### Records to process
Start of Block

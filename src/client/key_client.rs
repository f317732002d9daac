//! HTTP client for the checkkey API.

use reqwest::{Client, Response, StatusCode};
use serde::de::DeserializeOwned;
use serde_json::json;
use tracing::debug;

use crate::client::responses::{
    CheckReply, CreateReply, ErrorReply, HistoryReply, ListReply, MessageReply,
};
use crate::errors::{KeyError, KeyResult};

/// Thin wrapper around `reqwest` for one checkkey server.
#[derive(Debug, Clone)]
pub struct KeyClient {
    http: Client,
    base_url: String,
}

impl KeyClient {
    pub fn new(base_url: impl Into<String>) -> Self {
        Self::with_client(Client::new(), base_url)
    }

    pub fn with_client(http: Client, base_url: impl Into<String>) -> Self {
        let base_url = base_url.into().trim_end_matches('/').to_string();
        Self { http, base_url }
    }

    pub fn base_url(&self) -> &str {
        &self.base_url
    }

    fn url(&self, path: &str) -> String {
        format!("{}{}", self.base_url, path)
    }

    /// Decode a success body, or turn an error body into a [`KeyError`].
    async fn decode<T: DeserializeOwned>(response: Response) -> KeyResult<T> {
        let status = response.status();
        if status.is_success() {
            return Ok(response.json::<T>().await?);
        }

        let error = response
            .json::<ErrorReply>()
            .await
            .unwrap_or_else(|_| ErrorReply {
                code: None,
                message: status.to_string(),
            });
        debug!(status = %status, code = ?error.code, "server returned an error");

        Err(match status {
            StatusCode::NOT_FOUND => KeyError::NotFound(error.message),
            StatusCode::BAD_REQUEST => KeyError::InvalidInput(error.message),
            StatusCode::INTERNAL_SERVER_ERROR => KeyError::Storage(error.message),
            _ => KeyError::Network(format!("{status}: {}", error.message)),
        })
    }

    /// Check `key` for the device `hwid`.
    ///
    /// Rejections come back as a [`CheckReply`] with `status == "error"`,
    /// not as an `Err`.
    pub async fn check(&self, key: &str, hwid: &str) -> KeyResult<CheckReply> {
        let response = self
            .http
            .post(self.url("/api/check"))
            .json(&json!({ "key": key, "hwid": hwid }))
            .send()
            .await?;

        let status = response.status();
        let text = response.text().await?;
        serde_json::from_str(&text)
            .map_err(|e| KeyError::Network(format!("unexpected check reply ({status}): {e}")))
    }

    pub async fn create(
        &self,
        duration: &str,
        count: u32,
        note: Option<&str>,
    ) -> KeyResult<CreateReply> {
        let response = self
            .http
            .post(self.url("/api/create-key"))
            .json(&json!({ "duration": duration, "count": count, "note": note }))
            .send()
            .await?;
        Self::decode(response).await
    }

    pub async fn lock(&self, key: &str, reason: Option<&str>) -> KeyResult<MessageReply> {
        self.post_message("/api/lock", json!({ "key": key, "reason": reason }))
            .await
    }

    pub async fn unlock(&self, key: &str) -> KeyResult<MessageReply> {
        self.post_message("/api/unlock", json!({ "key": key })).await
    }

    pub async fn reset_hwid(&self, key: &str) -> KeyResult<MessageReply> {
        self.post_message("/api/reset-hwid", json!({ "key": key }))
            .await
    }

    pub async fn renew(&self, key: &str, duration: &str) -> KeyResult<MessageReply> {
        self.post_message("/api/renew", json!({ "key": key, "duration": duration }))
            .await
    }

    pub async fn delete(&self, key: &str) -> KeyResult<MessageReply> {
        self.post_message("/api/delete", json!({ "key": key }))
            .await
    }

    pub async fn list(&self) -> KeyResult<ListReply> {
        let response = self.http.get(self.url("/api/keys")).send().await?;
        Self::decode(response).await
    }

    pub async fn history(&self, key: &str) -> KeyResult<HistoryReply> {
        let response = self
            .http
            .get(self.url("/api/history"))
            .query(&[("key", key)])
            .send()
            .await?;
        Self::decode(response).await
    }

    async fn post_message(&self, path: &str, body: serde_json::Value) -> KeyResult<MessageReply> {
        let response = self.http.post(self.url(path)).json(&body).send().await?;
        Self::decode(response).await
    }
}
use std::net::SocketAddr;
use std::str::FromStr;
use std::sync::Arc;

use checkkey::config::{get_config, CheckKeyConfig, LoggingConfig};
use checkkey::errors::{KeyError, KeyResult};
use checkkey::presentation::display_offset;
use checkkey::server::AppState;
use checkkey::store::KeyStore;
use tracing::{info, Level};

fn init_tracing(logging: &LoggingConfig) {
    if !logging.enabled {
        return;
    }
    let level = Level::from_str(&logging.level).unwrap_or(Level::INFO);
    tracing_subscriber::fmt().with_max_level(level).init();
}

fn app(config: &CheckKeyConfig, state: AppState) -> axum::Router {
    #[cfg(feature = "rate-limiting")]
    let router = checkkey::server::build_rate_limited_router(state, &config.rate_limit);

    #[cfg(not(feature = "rate-limiting"))]
    let router = {
        if config.rate_limit.enabled {
            tracing::debug!("rate limiting configured but the `rate-limiting` feature is off");
        }
        checkkey::server::build_router(state)
    };

    router
}

async fn run() -> KeyResult<()> {
    let config = get_config()?;
    init_tracing(&config.logging);

    let store = Arc::new(KeyStore::from_config(config));
    let state = AppState::new(store, display_offset(config.display.utc_offset_hours));

    let addr = format!("{}:{}", config.server.host, config.server.port);
    let listener = tokio::net::TcpListener::bind(&addr)
        .await
        .map_err(|e| KeyError::Config(format!("failed to bind {addr}: {e}")))?;

    info!(
        address = %addr,
        storage = %config.storage.path.display(),
        anchor = ?config.keys.expiry_anchor,
        "checkkey server listening"
    );

    axum::serve(
        listener,
        app(config, state).into_make_service_with_connect_info::<SocketAddr>(),
    )
    .await
    .map_err(|e| KeyError::Config(format!("server error: {e}")))
}

#[tokio::main]
async fn main() {
    if let Err(e) = run().await {
        eprintln!("checkkey_server: {e}");
        std::process::exit(1);
    }
}
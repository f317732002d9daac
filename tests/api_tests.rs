//! Integration tests for the HTTP API.

use std::sync::Arc;

use axum::{
    body::Body,
    http::{HeaderMap, Request, StatusCode},
};
use chrono::{TimeZone, Utc};
use checkkey::clock::FixedClock;
use checkkey::presentation::display_offset;
use checkkey::server::handlers::AppState;
use checkkey::server::routes::build_router;
use checkkey::store::{KeyStore, MemoryPersistence, StoreSettings};
use serde_json::{json, Value};
use tower::ServiceExt;

/// Helper to create an app over an in-memory store with a fixed clock.
fn setup_test_app() -> AppState {
    let clock = Arc::new(FixedClock::new(
        Utc.with_ymd_and_hms(2025, 1, 1, 0, 0, 0).unwrap(),
    ));
    let store = KeyStore::new(Arc::new(MemoryPersistence::new()), StoreSettings::default())
        .with_clock(clock);
    AppState::new(Arc::new(store), display_offset(7))
}

/// Helper to make a JSON request to the app.
async fn request(
    app: axum::Router,
    method: &str,
    uri: &str,
    body: Option<Value>,
) -> (StatusCode, HeaderMap, Value) {
    let body_bytes = body
        .map(|v| serde_json::to_vec(&v).unwrap())
        .unwrap_or_default();

    let request = Request::builder()
        .method(method)
        .uri(uri)
        .header("Content-Type", "application/json")
        .body(Body::from(body_bytes))
        .unwrap();

    let response = app.oneshot(request).await.unwrap();
    let status = response.status();
    let headers = response.headers().clone();

    let body_bytes = axum::body::to_bytes(response.into_body(), usize::MAX)
        .await
        .unwrap();
    let body: Value = serde_json::from_slice(&body_bytes).unwrap_or(json!({}));

    (status, headers, body)
}

async fn json_request(
    app: axum::Router,
    method: &str,
    uri: &str,
    body: Option<Value>,
) -> (StatusCode, Value) {
    let (status, _, body) = request(app, method, uri, body).await;
    (status, body)
}

async fn create_one(app: &axum::Router, duration: &str) -> String {
    let (status, body) = json_request(
        app.clone(),
        "POST",
        "/api/create-key",
        Some(json!({ "duration": duration, "count": 1 })),
    )
    .await;
    assert_eq!(status, StatusCode::OK);
    body["keys"][0].as_str().unwrap().to_string()
}

#[tokio::test]
async fn create_key_returns_keys() {
    let app = build_router(setup_test_app());

    let (status, body) = json_request(
        app,
        "POST",
        "/api/create-key",
        Some(json!({ "duration": "30DAY", "count": 3, "note": "reseller" })),
    )
    .await;

    assert_eq!(status, StatusCode::OK);
    assert_eq!(body["success"], true);
    let keys = body["keys"].as_array().unwrap();
    assert_eq!(keys.len(), 3);
    assert!(keys
        .iter()
        .all(|k| k.as_str().unwrap().starts_with("30DAY-CHECKKEY-")));
}

#[tokio::test]
async fn create_key_accepts_form_style_fields() {
    let app = build_router(setup_test_app());

    let (status, body) = json_request(
        app.clone(),
        "POST",
        "/create-key",
        Some(json!({ "days": "7", "amount": "2" })),
    )
    .await;

    assert_eq!(status, StatusCode::OK);
    assert_eq!(body["keys"].as_array().unwrap().len(), 2);
    assert!(body["keys"][0].as_str().unwrap().starts_with("7DAY-"));
}

#[tokio::test]
async fn create_key_rejects_bad_input() {
    let app = build_router(setup_test_app());

    let (status, body) = json_request(
        app.clone(),
        "POST",
        "/api/create-key",
        Some(json!({ "count": 1 })),
    )
    .await;
    assert_eq!(status, StatusCode::BAD_REQUEST);
    assert_eq!(body["success"], false);
    assert_eq!(body["code"], "MISSING_FIELD");

    let (status, body) = json_request(
        app.clone(),
        "POST",
        "/api/create-key",
        Some(json!({ "duration": "14DAY", "count": 1 })),
    )
    .await;
    assert_eq!(status, StatusCode::BAD_REQUEST);
    assert_eq!(body["code"], "INVALID_FIELD");

    let (status, body) = json_request(
        app,
        "POST",
        "/api/create-key",
        Some(json!({ "duration": "7DAY", "count": 0 })),
    )
    .await;
    assert_eq!(status, StatusCode::BAD_REQUEST);
    assert_eq!(body["code"], "INVALID_REQUEST");
}

#[tokio::test]
async fn check_flow_binds_then_rejects_other_devices() {
    let app = build_router(setup_test_app());
    let key = create_one(&app, "7DAY").await;

    let (status, body) = json_request(
        app.clone(),
        "POST",
        "/api/check",
        Some(json!({ "key": key, "hwid": "HW1" })),
    )
    .await;
    assert_eq!(status, StatusCode::OK);
    assert_eq!(body["status"], "success");
    assert_eq!(body["expireAt"], "2025-01-08T00:00:00Z");

    let (_, body) = json_request(
        app.clone(),
        "POST",
        "/api/check",
        Some(json!({ "key": key, "hwid": "HW1" })),
    )
    .await;
    assert_eq!(body["status"], "success");

    let (status, body) = json_request(
        app.clone(),
        "POST",
        "/api/check",
        Some(json!({ "key": key, "hwid": "HW2" })),
    )
    .await;
    assert_eq!(status, StatusCode::OK);
    assert_eq!(body["status"], "error");
    assert_eq!(body["code"], "HARDWARE_MISMATCH");

    let (status, _) = json_request(
        app.clone(),
        "POST",
        "/api/lock",
        Some(json!({ "key": key, "reason": "abuse" })),
    )
    .await;
    assert_eq!(status, StatusCode::OK);

    let (_, body) = json_request(
        app,
        "POST",
        "/api/check",
        Some(json!({ "key": key, "hwid": "HW1" })),
    )
    .await;
    assert_eq!(body["status"], "error");
    assert_eq!(body["code"], "KEY_LOCKED");
}

#[tokio::test]
async fn check_unknown_key_is_an_ordinary_answer() {
    let app = build_router(setup_test_app());

    let (status, body) = json_request(
        app,
        "POST",
        "/api/check",
        Some(json!({ "key": "7DAY-CHECKKEY-UNKNOWNKEY01", "hwid": "HW1" })),
    )
    .await;

    assert_eq!(status, StatusCode::OK);
    assert_eq!(body["status"], "error");
    assert_eq!(body["code"], "KEY_NOT_FOUND");
    assert!(body.get("expireAt").is_none());
}

#[tokio::test]
async fn check_requires_key_and_hwid() {
    let app = build_router(setup_test_app());

    let (status, body) = json_request(
        app.clone(),
        "POST",
        "/api/check",
        Some(json!({ "key": "7DAY-CHECKKEY-ABCDEFGHIJKL" })),
    )
    .await;
    assert_eq!(status, StatusCode::BAD_REQUEST);
    assert_eq!(body["status"], "error");
    assert_eq!(body["code"], "MISSING_FIELD");

    let (status, body) = json_request(
        app,
        "POST",
        "/api/check",
        Some(json!({ "key": "bad key!", "hwid": "HW1" })),
    )
    .await;
    assert_eq!(status, StatusCode::BAD_REQUEST);
    assert_eq!(body["code"], "INVALID_FIELD");
}

#[tokio::test]
async fn admin_operations_on_unknown_key_return_404() {
    let app = build_router(setup_test_app());
    let key = "7DAY-CHECKKEY-UNKNOWNKEY01";

    for (uri, body) in [
        ("/api/lock", json!({ "key": key })),
        ("/api/unlock", json!({ "key": key })),
        ("/api/reset-hwid", json!({ "key": key })),
        ("/api/renew", json!({ "key": key, "duration": 30 })),
        ("/api/delete", json!({ "key": key })),
    ] {
        let (status, body) = json_request(app.clone(), "POST", uri, Some(body)).await;
        assert_eq!(status, StatusCode::NOT_FOUND, "{uri}");
        assert_eq!(body["success"], false);
        assert_eq!(body["code"], "KEY_NOT_FOUND");
    }

    let (status, _) = json_request(
        app,
        "GET",
        &format!("/api/history?key={key}"),
        None,
    )
    .await;
    assert_eq!(status, StatusCode::NOT_FOUND);
}

#[tokio::test]
async fn admin_operations_require_key() {
    let app = build_router(setup_test_app());

    let (status, body) = json_request(app, "POST", "/api/lock", Some(json!({}))).await;

    assert_eq!(status, StatusCode::BAD_REQUEST);
    assert_eq!(body["code"], "MISSING_FIELD");
    assert_eq!(body["details"]["field"], "key");
}

#[tokio::test]
async fn reset_hwid_and_renew_over_http() {
    let app = build_router(setup_test_app());
    let key = create_one(&app, "1DAY").await;

    json_request(
        app.clone(),
        "POST",
        "/api/check",
        Some(json!({ "key": key, "hwid": "HW1" })),
    )
    .await;

    let (status, body) = json_request(
        app.clone(),
        "POST",
        "/api/reset-hwid",
        Some(json!({ "key": key })),
    )
    .await;
    assert_eq!(status, StatusCode::OK);
    assert_eq!(body["success"], true);

    let (_, body) = json_request(
        app.clone(),
        "POST",
        "/api/check",
        Some(json!({ "key": key, "hwid": "HW2" })),
    )
    .await;
    assert_eq!(body["status"], "success");

    let (status, body) = json_request(
        app.clone(),
        "POST",
        "/api/renew",
        Some(json!({ "key": key, "days": "90DAY" })),
    )
    .await;
    assert_eq!(status, StatusCode::OK);
    assert_eq!(body["expireAt"], "2025-04-01T00:00:00Z");

    let (status, body) = json_request(app, "GET", "/api/keys", None).await;
    assert_eq!(status, StatusCode::OK);
    assert_eq!(body["data"][&key]["duration"], 90);
    assert_eq!(body["data"][&key]["hwid"], "HW2");
}

#[tokio::test]
async fn history_lists_events_with_local_expiry() {
    let app = build_router(setup_test_app());
    let key = create_one(&app, "7DAY").await;

    json_request(
        app.clone(),
        "POST",
        "/api/check",
        Some(json!({ "key": key, "hwid": "HW1" })),
    )
    .await;

    let (status, body) = json_request(
        app,
        "GET",
        &format!("/api/history?key={key}"),
        None,
    )
    .await;

    assert_eq!(status, StatusCode::OK);
    assert_eq!(body["success"], true);
    let events = body["data"].as_array().unwrap();
    assert_eq!(events.len(), 2);
    assert_eq!(events[0]["action"], "create");
    assert_eq!(events[1]["action"], "activate");
    assert_eq!(events[1]["note"], "HW1");
    assert_eq!(body["expireAt"], "2025-01-08 07:00:00");
    assert_eq!(body["remaining"], "7d 0h 0m");
}

#[tokio::test]
async fn delete_then_list_is_empty() {
    let app = build_router(setup_test_app());
    let key = create_one(&app, "1DAY").await;

    let (status, _) = json_request(
        app.clone(),
        "POST",
        "/api/delete",
        Some(json!({ "key": key })),
    )
    .await;
    assert_eq!(status, StatusCode::OK);

    let (_, body) = json_request(app, "GET", "/api/keys", None).await;
    assert_eq!(body["data"], json!({}));
}

#[tokio::test]
async fn health_reports_storage_and_request_id() {
    let app = build_router(setup_test_app());
    create_one(&app, "1DAY").await;

    let (status, headers, body) = request(app, "GET", "/health", None).await;

    assert_eq!(status, StatusCode::OK);
    assert_eq!(body["status"], "healthy");
    assert_eq!(body["service"], "checkkey");
    assert_eq!(body["storage"]["location"], "memory");
    assert_eq!(body["storage"]["keys"], 1);
    assert!(headers.contains_key("x-request-id"));
}

/// Helper to POST a body that is not built from a `Value`.
async fn raw_request(
    app: axum::Router,
    uri: &str,
    body: &'static str,
) -> (StatusCode, HeaderMap, Value) {
    let request = Request::builder()
        .method("POST")
        .uri(uri)
        .header("Content-Type", "application/json")
        .body(Body::from(body))
        .unwrap();

    let response = app.oneshot(request).await.unwrap();
    let status = response.status();
    let headers = response.headers().clone();
    let bytes = axum::body::to_bytes(response.into_body(), usize::MAX)
        .await
        .unwrap();
    let body: Value = serde_json::from_slice(&bytes).expect("error body should be JSON");

    (status, headers, body)
}

#[tokio::test]
async fn check_with_non_string_key_answers_in_check_shape() {
    let app = build_router(setup_test_app());

    let (status, headers, body) =
        raw_request(app, "/api/check", r#"{"key":123,"hwid":"HW1"}"#).await;

    assert_eq!(status, StatusCode::BAD_REQUEST);
    assert!(headers["content-type"]
        .to_str()
        .unwrap()
        .starts_with("application/json"));
    assert_eq!(body["status"], "error");
    assert_eq!(body["code"], "INVALID_REQUEST");
    assert!(body["msg"].as_str().is_some());
}

#[tokio::test]
async fn admin_endpoints_reject_unparsable_bodies_as_json() {
    let app = build_router(setup_test_app());

    let (status, headers, body) = raw_request(app.clone(), "/api/create-key", "not json").await;
    assert_eq!(status, StatusCode::BAD_REQUEST);
    assert!(headers["content-type"]
        .to_str()
        .unwrap()
        .starts_with("application/json"));
    assert_eq!(body["success"], false);
    assert_eq!(body["code"], "INVALID_REQUEST");

    let (status, _, body) = raw_request(
        app.clone(),
        "/api/create-key",
        r#"{"duration":"7DAY","count":1.5}"#,
    )
    .await;
    assert_eq!(status, StatusCode::BAD_REQUEST);
    assert_eq!(body["code"], "INVALID_REQUEST");

    let (status, _, body) = raw_request(app, "/api/lock", r#"{"key":["a"]}"#).await;
    assert_eq!(status, StatusCode::BAD_REQUEST);
    assert_eq!(body["success"], false);
}

#[tokio::test]
async fn check_with_non_json_body_answers_in_check_shape() {
    let app = build_router(setup_test_app());

    let (status, _, body) = raw_request(app, "/api/check", "not json").await;

    assert_eq!(status, StatusCode::BAD_REQUEST);
    assert_eq!(body["status"], "error");
    assert_eq!(body["code"], "INVALID_REQUEST");
}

End of Block

### Directions
Look over the listing and return each line that holds "data".

### Result for this task
    assert_eq!(body["data"][&key]["duration"], 90);
    assert_eq!(body["data"][&key]["hwid"], "HW2");
    let events = body["data"].as_array().unwrap();
    assert_eq!(body["data"], json!({}));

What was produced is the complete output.